I asked why they put a complex shifter and manual trans in the car. Didn't get an answer. They spent multiple hours during track time diagnosing their clutch then gave up and drove in one gear. Mercedes 722.3 is not a good transmission but they are stone reliable.

yupididit GRM+ Memberand UberDork
1/19/20 8:33 a.m.

I'm assuming it was an om617 because that doesn't look like an om605. Is there really no space for a 617 in a first gen mustang? 

NickD PowerDork
1/19/20 8:35 a.m.

The weird thing is, I've seen a couple '60s Mustangs with Mercedes diesels in them.

buzzboy HalfDork
1/19/20 6:57 p.m.
yupididit said:

I'm assuming it was an om617 because that doesn't look like an om605. Is there really no space for a 617 in a first gen mustang? 

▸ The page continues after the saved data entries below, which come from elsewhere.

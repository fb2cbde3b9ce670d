//! Property tests for deck draws and turn rotation.

use peer_cards::{Card, CardKind, Deck, GameRng, PlayerId, Removal, TurnOrder};
use proptest::prelude::*;
use rustc_hash::FxHashSet;

fn deck_of(size: usize) -> Deck {
    (0..size)
        .map(|i| Card::new(format!("main-1-{i}"), CardKind::Main, "x.png", 1, "Card 1"))
        .collect()
}

fn order_of(len: usize) -> Vec<PlayerId> {
    (0..len).map(|i| PlayerId::new(format!("p{i}"))).collect()
}

proptest! {
    /// N draws from a deck of N give N distinct cards, then nothing.
    #[test]
    fn prop_draws_exhaust_deck(size in 0usize..60, seed in any::<u64>()) {
        let mut deck = deck_of(size);
        let mut rng = GameRng::new(seed);

        let drawn: FxHashSet<_> = (0..size)
            .map(|_| deck.draw_random(&mut rng).map(|c| c.id))
            .collect::<Option<_>>()
            .unwrap();

        prop_assert_eq!(drawn.len(), size);
        prop_assert!(deck.is_empty());
        prop_assert!(deck.draw_random(&mut rng).is_none());
    }

    /// Advancing always lands on a member and wraps from last to first.
    #[test]
    fn prop_advance_wraps(len in 1usize..8, steps in 0usize..40) {
        let order = order_of(len);
        let mut turn = TurnOrder::new(order.clone());

        for step in 1..=steps {
            let current = turn.advance().cloned().unwrap();
            prop_assert!(turn.contains(&current));
            prop_assert_eq!(&current, &order[step % len]);
        }
    }

    /// Removing anyone but the current player leaves the turn alone.
    #[test]
    fn prop_remove_non_current(len in 2usize..8, start in 0usize..8, victim in 0usize..8) {
        let order = order_of(len);
        let start = start % len;
        let victim = victim % len;
        prop_assume!(start != victim);

        let mut turn = TurnOrder::from_parts(order.clone(), order[start].clone());
        prop_assert_eq!(turn.remove(&order[victim]), Removal::Removed);
        prop_assert_eq!(turn.current(), Some(&order[start]));
        prop_assert_eq!(turn.len(), len - 1);
    }

    /// Removing the current player restarts the turn at the first remaining player.
    #[test]
    fn prop_remove_current(len in 2usize..8, start in 0usize..8) {
        let order = order_of(len);
        let start = start % len;

        let mut turn = TurnOrder::from_parts(order.clone(), order[start].clone());
        prop_assert_eq!(turn.remove(&order[start]), Removal::RemovedCurrent);
        let first = if start == 0 { &order[1] } else { &order[0] };
        prop_assert_eq!(turn.current(), Some(first));
        prop_assert!(!turn.contains(&order[start]));
    }
}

Also because we didn't get OM605s in the US. An OM617 fits well in a classic ford engine bay. I've seen a few other swaps that were non-invasive.

noddaz GRM+ Memberand UltraDork
3/10/20 8:52 a.m.

Putting a Mercedes-Benz diesel engine into a Mustang is peak LeMons ingenuity.

I am not knocking these guys because they are racing and I am not, but I am not sure if that is a proper description.  winklaughsmiley <----- (This IS smiles, laughter ect on my part.)